Your first thoughts in the morning will influence your entire day.

What do you think about the very first thing in the morning?

Your thoughts during the first half-hour of the morning will greatly influence the entire day. You may not realize this, but it is nevertheless a fact.

If you set out with worry, and depression, and bitterness of soul toward fate or man, you are giving the key note to a day of discords and misfortunes.

If you think peace, hope and happiness, you are sounding a note of harmony and success.

The result may not be felt at once, but it will not fail to make itself evident eventually.

Control your morning thoughts. You can do it.

The first moment on waking, no matter what your mood, say to yourself: “I will get all the comfort and pleasure possible out of this day, and I will do something to add to the measure of the world’s happiness or well-being. I will control myself when tempted to be irritable or unhappy, I will look for the bright side of every event.”

Once you say these things over to yourself in a calm, earnest way, you will begin to feel more cheerful. The worries and troubles of the coming day will seem less colossal.

Then say: “I shall be given help to meet anything that comes to-day. Everything will be for the best. I shall succeed in whatever I undertake. I cannot fail.”

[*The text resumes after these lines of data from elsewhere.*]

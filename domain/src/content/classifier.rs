//! Message content classification.
//!
//! The backend tags content inline rather than with a structured field:
//! `SQL:` marks query output that must be shown verbatim, and a leading
//! `USER: ` is a provenance tag echoed back from the originating turn.
//! [`classify`] is a pure function: same input, same output, no state.

/// Presentation category of a message's content.
#[derive(Debug, Clone, Copy, PartialEq, Eq)]
pub enum ContentKind {
    /// Contains the `SQL:` marker; rendered as a verbatim code block.
    SqlResult,
    /// Everything else; rendered as markdown rich text.
    Narrative,
}

/// A classified message content: category plus the payload to render.
#[derive(Debug, Clone, PartialEq, Eq)]
pub struct Classified<'a> {
    pub kind: ContentKind,
    pub payload: &'a str,
}

/// Marker for SQL query output, matched anywhere in the content.
const SQL_MARKER: &str = "SQL:";
/// Prefix stripped from SQL content, only when it starts the string.
const SQL_PREFIX: &str = "SQL: ";
/// Provenance prefix stripped from narrative content.
const USER_PREFIX: &str = "USER: ";

/// Classify a message's content and extract the payload to render.
///
/// A mid-string `SQL:` still classifies the content as [`ContentKind::SqlResult`]
/// but the payload is left untouched; only an exact leading `"SQL: "` is
/// stripped. This mirrors the backend's tagging behavior as observed.
pub fn classify(content: &str) -> Classified<'_> {
    if content.contains(SQL_MARKER) {
        let payload = content.strip_prefix(SQL_PREFIX).unwrap_or(content);
        return Classified {
            kind: ContentKind::SqlResult,
            payload,
        };
    }

    let payload = content.strip_prefix(USER_PREFIX).unwrap_or(content);
    Classified {
        kind: ContentKind::Narrative,
        payload,
    }
}

#[cfg(test)]
mod tests {
    use super::*;

    #[test]
    fn sql_prefix_is_classified_and_stripped() {
        let c = classify("SQL: SELECT 1");
        assert_eq!(c.kind, ContentKind::SqlResult);
        assert_eq!(c.payload, "SELECT 1");
    }

    #[test]
    fn mid_string_sql_marker_classifies_without_stripping() {
        let c = classify("Here is the query. SQL: SELECT * FROM t");
        assert_eq!(c.kind, ContentKind::SqlResult);
        assert_eq!(c.payload, "Here is the query. SQL: SELECT * FROM t");
    }

    #[test]
    fn bare_marker_without_trailing_space_is_not_stripped() {
        let c = classify("SQL:SELECT 1");
        assert_eq!(c.kind, ContentKind::SqlResult);
        assert_eq!(c.payload, "SQL:SELECT 1");
    }

    #[test]
    fn user_prefix_is_stripped_from_narrative() {
        let c = classify("USER: hi there");
        assert_eq!(c.kind, ContentKind::Narrative);
        assert_eq!(c.payload, "hi there");
    }

    #[test]
    fn plain_content_is_narrative_unchanged() {
        let c = classify("no markers");
        assert_eq!(c.kind, ContentKind::Narrative);
        assert_eq!(c.payload, "no markers");
    }

    #[test]
    fn mid_string_user_tag_is_not_stripped() {
        let c = classify("see USER: tag");
        assert_eq!(c.kind, ContentKind::Narrative);
        assert_eq!(c.payload, "see USER: tag");
    }

    #[test]
    fn empty_content_is_narrative() {
        let c = classify("");
        assert_eq!(c.kind, ContentKind::Narrative);
        assert_eq!(c.payload, "");
    }
}
//! Structured transcript logging

pub mod jsonl_logger;

pub use jsonl_logger::JsonlTranscriptLogger;
//! CLI definitions

pub mod commands;
//! Content classification for message presentation

pub mod classifier;
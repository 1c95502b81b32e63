//! Markdown-to-ANSI rendering for narrative turns.
//!
//! Walks the pulldown-cmark event stream and emits terminal text styled
//! with `colored`: bold cyan headings, yellow inline code, dimmed and
//! indented fenced blocks, bulleted and numbered lists. Narrative
//! content is trusted; nothing is sanitized here.

use colored::Colorize;
use pulldown_cmark::{CodeBlockKind, Event, Parser, Tag, TagEnd};

const CODE_INDENT: &str = "    ";

/// Render markdown to ANSI-styled terminal text.
pub fn render_markdown(text: &str) -> String {
    let mut out = String::new();
    let mut code_buffer: Option<String> = None;
    // One entry per open list: None = bulleted, Some(n) = next number.
    let mut lists: Vec<Option<u64>> = Vec::new();
    let mut strong = 0u32;
    let mut emphasis = 0u32;
    let mut heading = 0u32;
    let mut link_url: Option<String> = None;

    for event in Parser::new(text) {
        match event {
            Event::Start(Tag::Heading { .. }) => {
                ensure_blank_line(&mut out);
                heading += 1;
            }
            Event::End(TagEnd::Heading(_)) => {
                heading = heading.saturating_sub(1);
                out.push_str("\n\n");
            }
            Event::Start(Tag::Paragraph) => {}
            Event::End(TagEnd::Paragraph) => out.push_str("\n\n"),
            Event::Start(Tag::CodeBlock(kind)) => {
                ensure_blank_line(&mut out);
                if let CodeBlockKind::Fenced(lang) = &kind
                    && !lang.is_empty()
                {
                    out.push_str(&format!("{}\n", lang.dimmed().italic()));
                }
                code_buffer = Some(String::new());
            }
            Event::End(TagEnd::CodeBlock) => {
                if let Some(code) = code_buffer.take() {
                    for line in code.lines() {
                        out.push_str(CODE_INDENT);
                        out.push_str(&line.dimmed().to_string());
                        out.push('\n');
                    }
                    out.push('\n');
                }
            }
            Event::Start(Tag::List(start)) => lists.push(start),
            Event::End(TagEnd::List(_)) => {
                lists.pop();
                if lists.is_empty() {
                    out.push('\n');
                }
            }
            Event::Start(Tag::Item) => {
                let depth = lists.len().saturating_sub(1);
                out.push_str(&"  ".repeat(depth));
                match lists.last_mut() {
                    Some(Some(n)) => {
                        out.push_str(&format!("{}. ", n));
                        *n += 1;
                    }
                    _ => out.push_str("• "),
                }
            }
            Event::End(TagEnd::Item) => {
                if !out.ends_with('\n') {
                    out.push('\n');
                }
            }
            Event::Start(Tag::Strong) => strong += 1,
            Event::End(TagEnd::Strong) => strong = strong.saturating_sub(1),
            Event::Start(Tag::Emphasis) => emphasis += 1,
            Event::End(TagEnd::Emphasis) => emphasis = emphasis.saturating_sub(1),
            Event::Start(Tag::Link { dest_url, .. }) => {
                link_url = Some(dest_url.to_string());
            }
            Event::End(TagEnd::Link) => {
                if let Some(url) = link_url.take() {
                    out.push_str(&format!(" ({})", url).dimmed().to_string());
                }
            }
            Event::Text(t) => {
                if let Some(code) = code_buffer.as_mut() {
                    code.push_str(&t);
                } else {
                    out.push_str(&style_inline(&t, heading > 0, strong > 0, emphasis > 0));
                }
            }
            Event::Code(code) => out.push_str(&code.yellow().to_string()),
            Event::SoftBreak | Event::HardBreak => out.push('\n'),
            Event::Rule => {
                ensure_blank_line(&mut out);
                out.push_str(&"─".repeat(40).dimmed().to_string());
                out.push_str("\n\n");
            }
            _ => {}
        }
    }

    let trimmed = out.trim_end();
    format!("{}\n", trimmed)
}

fn style_inline(text: &str, heading: bool, strong: bool, emphasis: bool) -> String {
    if heading {
        return text.cyan().bold().to_string();
    }
    match (strong, emphasis) {
        (true, _) => text.bold().to_string(),
        (false, true) => text.italic().to_string(),
        (false, false) => text.to_string(),
    }
}

fn ensure_blank_line(out: &mut String) {
    if !out.is_empty() && !out.ends_with("\n\n") {
        if !out.ends_with('\n') {
            out.push('\n');
        }
        out.push('\n');
    }
}
//! Session domain entities

use serde::{Deserialize, Serialize};
use std::fmt;

/// Role of a message in a conversation.
///
/// The wire format is an open string (`{"role": "user", ...}`); roles the
/// client does not recognize are carried through [`Role::Other`] verbatim
/// so a newer backend can introduce roles without breaking older clients.
#[derive(Debug, Clone, PartialEq, Eq, Serialize, Deserialize)]
#[serde(from = "String", into = "String")]
pub enum Role {
    System,
    User,
    Assistant,
    Other(String),
}

impl Role {
    pub fn as_str(&self) -> &str {
        match self {
            Role::System => "system",
            Role::User => "user",
            Role::Assistant => "assistant",
            Role::Other(s) => s,
        }
    }
}

impl From<String> for Role {
    fn from(s: String) -> Self {
        match s.as_str() {
            "system" => Role::System,
            "user" => Role::User,
            "assistant" => Role::Assistant,
            _ => Role::Other(s),
        }
    }
}

impl From<Role> for String {
    fn from(role: Role) -> Self {
        role.as_str().to_string()
    }
}

impl fmt::Display for Role {
    fn fmt(&self, f: &mut fmt::Formatter<'_>) -> fmt::Result {
        f.write_str(self.as_str())
    }
}

/// A message in a conversation (Entity)
///
/// Immutable once appended to a conversation; reconciliation replaces the
/// whole sequence rather than editing entries in place.
#[derive(Debug, Clone, PartialEq, Eq, Serialize, Deserialize)]
pub struct Message {
    pub role: Role,
    pub content: String,
}

impl Message {
    pub fn system(content: impl Into<String>) -> Self {
        Self {
            role: Role::System,
            content: content.into(),
        }
    }

    pub fn user(content: impl Into<String>) -> Self {
        Self {
            role: Role::User,
            content: content.into(),
        }
    }

    pub fn assistant(content: impl Into<String>) -> Self {
        Self {
            role: Role::Assistant,
            content: content.into(),
        }
    }
}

Do not let it discourage you if the moment you leave your room you encounter a trouble or a disaster. This usually happens. When we make any boasts, spiritually or physically, we are put to the test. The occult forces about us are not unlike human beings. When a school-boy boasts of his strength, and says he can “lick any boy in school,” he generally gets a chance to prove it.

When we declare we are brave enough to overcome any fate, we find our strength put to the test at once.

But that is all right. Prove your words to be true. Regard the troubles and cares you encounter as the “punching bags” of fate, given you to develop your spiritual muscle.

Go at them with courage and keep to your morning resolve.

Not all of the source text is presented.